Use of Fluticasone in Asthma

Brian J. Lipworth, MD

Ninewells Hospital and Medical School University of Dundee Dundee, Scotland

Correspondence to: Brian J. Lipworth, MD, Professor of Allergy and Respiratory Medicine, Asthma and Allergy Research Group, Department of Clinical Pharmacology, Ninewells Hospital and Medical School, University of Dundee, Dundee, Scotland UK DD19SY

To the Editor:

I read with interest the recent study of Baraniuk et al (September 1999),1 which reported significantly superior asthma control with fluticasone propionate, 440 µg/d, or the combination of fluticasone propionate, 176 µg, plus salmeterol, 84 µg/d, vs monotherapy with triamcinolone acetonide 1,200 µg/d. There were, however, some potential flaws in the study design that made it difficult to draw valid conclusions from these data.

In terms of the active treatment moieties, fluticasone given as monotherapy or as cotherapy comprised taking a total of 4 puffs/d of fluticasone, in contrast to a total of 12 puffs/d of triamcinolone acetonide, with salmeterol being a total of 4 puffs/d. Although the study was double-blind and triple-dummy, there is no mention in the description of the study design as to whether the various active or placebo inhalers within each treatment arm were randomized according to the sequence in which they were taken, either in the morning or the evening. Thus, there was a likelihood for patients to begin their dosing sequence with the treatment that involved the least number of puffs (ie, either fluticasone propionate or salmeterol or their matching placebos), rather than the treatment that involved a greater number of puffs (ie, triamcinolone acetonide or its matching placebo). The likelihood of such a sequence bias was increased as a consequence of (1) the high total number of puffs of active treatment and placebo for each treatment arm (a total of 20 puffs/d); (2) the 12-week duration of the trial; and (3) the patients’ poor asthma control while already taking a high number of puffs of inhaled corticosteroid therapy prior to entering the study (6 to 16 puffs/d). This would result in patients being less inclined to comply with taking the higher number of puffs with triamcinolone acetonide as compared to salmeterol or fluticasone.

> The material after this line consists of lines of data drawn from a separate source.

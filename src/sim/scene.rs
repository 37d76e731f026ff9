//! Scene composition
//!
//! Builds the whole world from a config and texture metrics, then runs one
//! simulation step at a time in a fixed order:
//! input -> scheduled actions -> component updates -> collisions.

use glam::Vec2;
use rand_pcg::Pcg32;

use super::background::{BandSpec, ScrollBand};
use super::collision::{Body, CollisionListener, CollisionSystem, StaticBody};
use super::flyer::Flyer;
use super::game::{GamePhase, GameStateMachine};
use super::graph::{NodeId, NodeKind, SceneGraph, SpeedScale};
use super::spawner::{ObstaclePair, ObstacleSpawner};
use super::world::{Frame, Updatable, WorldState};
use crate::Color;
use crate::assets::{TextureId, TextureSource};
use crate::config::SceneConfig;
use crate::consts::SKYLINE_Z;
use crate::error::SceneError;
use crate::renderer::{Drawable, RenderFrame, Sprite};

/// Input for a single step
#[derive(Debug, Clone, Default)]
pub struct FrameInput {
    /// Tap / click / key press
    pub activate: bool,
}

pub struct GameScene {
    config: SceneConfig,
    world: WorldState,
    graph: SceneGraph,
    /// Parent of everything that scrolls; bound to world speed
    moving: NodeId,
    bands: Vec<ScrollBand>,
    flyer: Flyer,
    flyer_size: Vec2,
    bounds: Vec<StaticBody>,
    spawner: ObstacleSpawner,
    collisions: CollisionSystem,
    state: GameStateMachine,
    pipe_sizes: [Vec2; 2],
}

impl GameScene {
    /// Build a scene. Fails if the config is invalid or a texture is missing.
    pub fn new(config: SceneConfig, textures: &impl TextureSource) -> Result<Self, SceneError> {
        Self::build(config, textures, None)
    }

    /// Build a scene with a caller-supplied obstacle RNG
    pub fn with_rng(
        config: SceneConfig,
        textures: &impl TextureSource,
        rng: Pcg32,
    ) -> Result<Self, SceneError> {
        Self::build(config, textures, Some(rng))
    }

    fn build(
        config: SceneConfig,
        textures: &impl TextureSource,
        rng: Option<Pcg32>,
    ) -> Result<Self, SceneError> {
        config.validate()?;

        let scale = config.sprite_scale;
        let flyer_size = textures.require(TextureId::Bird1)? * scale;
        textures.require(TextureId::Bird2)?;
        let ground = textures.require(TextureId::Ground)? * scale;
        let skyline = textures.require(TextureId::Skyline)? * scale;
        let lower = textures.require(TextureId::Pipe1)? * scale;
        let upper = textures.require(TextureId::Pipe2)? * scale;

        let viewport = config.viewport();
        let mut graph = SceneGraph::new();
        let root = graph.root();
        let moving = graph.add(root, NodeKind::Moving, Vec2::ZERO, 0.0, SpeedScale::World);

        let bands = vec![
            ScrollBand::build(
                0,
                &BandSpec {
                    sprite: Sprite::Ground,
                    tile_size: ground,
                    y: ground.y / 2.0,
                    z: 0.0,
                    seconds_per_point: config.ground_seconds_per_point,
                },
                viewport.x,
                &mut graph,
                moving,
            ),
            ScrollBand::build(
                1,
                &BandSpec {
                    sprite: Sprite::Skyline,
                    tile_size: skyline,
                    y: skyline.y / 2.0 + ground.y,
                    z: SKYLINE_Z,
                    seconds_per_point: config.skyline_seconds_per_point,
                },
                viewport.x,
                &mut graph,
                moving,
            ),
        ];

        // Ground strip across the whole viewport
        let bounds = vec![StaticBody {
            position: Vec2::new(viewport.x / 2.0, ground.y / 2.0),
            body: Body::world_bound(Vec2::new(viewport.x, ground.y)),
        }];

        let flyer = Flyer::new(
            &config,
            Vec2::new(viewport.x / 4.0, viewport.y / 2.0),
            flyer_size,
        );

        let spawner = match rng {
            Some(rng) => ObstacleSpawner::with_rng(&config, lower, upper, moving, rng),
            None => ObstacleSpawner::new(&config, lower, upper, moving),
        };
        spawner.start(&mut graph);

        log::info!(
            "scene ready: {}x{} viewport, {} ground / {} skyline tiles",
            viewport.x,
            viewport.y,
            bands[0].tiles().len(),
            bands[1].tiles().len()
        );

        Ok(Self {
            world: WorldState::new(config.gravity),
            state: GameStateMachine::new(&config),
            config,
            graph,
            moving,
            bands,
            flyer,
            flyer_size,
            bounds,
            spawner,
            collisions: CollisionSystem::new(),
            pipe_sizes: [lower, upper],
        })
    }

    /// Advance the simulation by one step of `dt` seconds
    pub fn step(&mut self, input: &FrameInput, dt: f32) {
        if input.activate {
            self.flyer.activate();
        }

        self.world.advance(dt);
        let cues = self.graph.advance(&self.world, dt);

        let mut frame = Frame {
            world: &self.world,
            graph: &mut self.graph,
            dt,
            cues: &cues,
        };
        self.flyer.update(&mut frame);
        self.spawner.update(&mut frame);
        self.state.update(&mut frame);

        let contacts = self.collisions.detect(
            self.flyer.position,
            &self.flyer.body,
            &self.bounds,
            &self.graph,
        );
        for contact in &contacts {
            self.state.on_contact(contact, &mut self.world, &mut self.graph);
        }
    }

    /// Snapshot of everything drawable, back to front
    pub fn render(&self) -> RenderFrame {
        let mut drawables = Vec::new();

        for band in &self.bands {
            for &tile in band.tiles() {
                drawables.push(Drawable {
                    sprite: band.sprite,
                    position: self.graph.world_position(tile),
                    size: band.tile_size,
                    rotation: 0.0,
                    frame: 0,
                    z: self.graph.get(tile).map_or(0.0, |n| n.z),
                });
            }
        }

        for (id, pair) in self.obstacle_pairs() {
            let origin = self.graph.world_position(id);
            let z = self.graph.get(id).map_or(0.0, |n| n.z);
            for (segment, sprite) in pair.segments.iter().zip([Sprite::PipeLower, Sprite::PipeUpper]) {
                drawables.push(Drawable {
                    sprite,
                    position: origin + segment.offset,
                    size: segment.size,
                    rotation: 0.0,
                    frame: 0,
                    z,
                });
            }
        }

        drawables.push(Drawable {
            sprite: Sprite::Flyer,
            position: self.flyer.position,
            size: self.flyer_size,
            rotation: self.flyer.rotation(),
            frame: self.flyer.frame(),
            z: 0.0,
        });

        RenderFrame::new(self.state.background(), drawables)
    }

    /// Live obstacle pairs in spawn order
    pub fn obstacle_pairs(&self) -> impl Iterator<Item = (NodeId, &ObstaclePair)> {
        self.graph.iter().filter_map(|n| match &n.kind {
            NodeKind::Obstacles(pair) => Some((n.id, pair)),
            _ => None,
        })
    }

    pub fn world(&self) -> &WorldState {
        &self.world
    }

    pub fn graph(&self) -> &SceneGraph {
        &self.graph
    }

    pub fn flyer(&self) -> &Flyer {
        &self.flyer
    }

    pub fn spawner(&self) -> &ObstacleSpawner {
        &self.spawner
    }

    pub fn phase(&self) -> GamePhase {
        self.state.phase()
    }

    pub fn background(&self) -> Color {
        self.state.background()
    }

    pub fn config(&self) -> &SceneConfig {
        &self.config
    }

    pub fn moving_root(&self) -> NodeId {
        self.moving
    }

    /// Scaled sizes of the lower and upper obstacle sprites
    pub fn pipe_sizes(&self) -> [Vec2; 2] {
        self.pipe_sizes
    }
}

As well as potential problems with compliance, there was no mention made as to whether any formal checks were made on inhaler technique at each of the assessments over the 12-week treatment period. As pressurized metered-dose inhalers (pMDI) are notoriously difficult to use without reinforced instruction, one cannot exclude the possibility that suboptimal inhaler technique might be an explanation for the apparently poorer response to the treatment regimen that contained the highest number of puffs of active treatment (ie, triamcinolone acetonide). Again, looking at the inclusion criteria for required treatment with a high number of puffs of inhaled corticosteroid, one has to question whether poor inhaler technique was a cause for their suboptimal asthma control.

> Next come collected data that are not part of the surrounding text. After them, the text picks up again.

//! Endless parallax scroll bands
//!
//! A band lays `ceil(viewport / tile) + 1` tiles side by side on a strip node.
//! The strip runs forever: slide left one tile width, then snap back to its
//! home offset with zero duration. Tiles never move relative to each other,
//! so the seams stay closed however long the session runs. Strips hang off
//! the moving root, so freezing the world stops them.

use glam::Vec2;

use super::graph::{NodeId, NodeKind, SceneGraph, SpeedScale};
use super::timeline::{Sequence, Step};
use crate::renderer::Sprite;

/// How to build one band
#[derive(Debug, Clone)]
pub struct BandSpec {
    pub sprite: Sprite,
    /// Scaled tile size
    pub tile_size: Vec2,
    /// Vertical center of the tiles
    pub y: f32,
    pub z: f32,
    /// Slide duration per point; larger is slower (further away)
    pub seconds_per_point: f32,
}

#[derive(Debug, Clone)]
pub struct ScrollBand {
    pub sprite: Sprite,
    pub tile_size: Vec2,
    strip: NodeId,
    tiles: Vec<NodeId>,
}

impl ScrollBand {
    /// Tiles needed to cover `viewport_width` with one to spare
    pub fn tile_count(viewport_width: f32, tile_width: f32) -> usize {
        (viewport_width / tile_width).ceil() as usize + 1
    }

    /// Lay out the band's tiles under `parent` and start them scrolling
    pub fn build(
        band: usize,
        spec: &BandSpec,
        viewport_width: f32,
        graph: &mut SceneGraph,
        parent: NodeId,
    ) -> Self {
        let width = spec.tile_size.x;
        let count = Self::tile_count(viewport_width, width);
        let home = Vec2::new(0.0, spec.y);

        let strip = graph.add(
            parent,
            NodeKind::Strip { band },
            home,
            spec.z,
            SpeedScale::Fixed(1.0),
        );
        graph.run_action(
            strip,
            None,
            Sequence::forever(vec![
                Step::MoveBy {
                    delta: Vec2::new(-width, 0.0),
                    duration: spec.seconds_per_point * width,
                },
                Step::Place(home),
            ]),
        );

        let tiles = (0..count)
            .map(|i| {
                graph.add(
                    strip,
                    NodeKind::Tile { band },
                    Vec2::new(i as f32 * width, 0.0),
                    spec.z,
                    SpeedScale::Fixed(1.0),
                )
            })
            .collect();

        Self {
            sprite: spec.sprite,
            tile_size: spec.tile_size,
            strip,
            tiles,
        }
    }

    /// Node carrying the tiles
    pub fn strip(&self) -> NodeId {
        self.strip
    }

    pub fn tiles(&self) -> &[NodeId] {
        &self.tiles
    }
}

A further potential problem with the patient inclusion criteria was that there were no patients enrolled who were already receiving fluticasone propionate as their usual maintenance inhaled corticosteroid therapy. This would again tend to bias the results towards a better response to the treatment regimens containing fluticasone as opposed to those containing triamcinolone acetonide (which comprised 42% to 46% of the enrolled patients).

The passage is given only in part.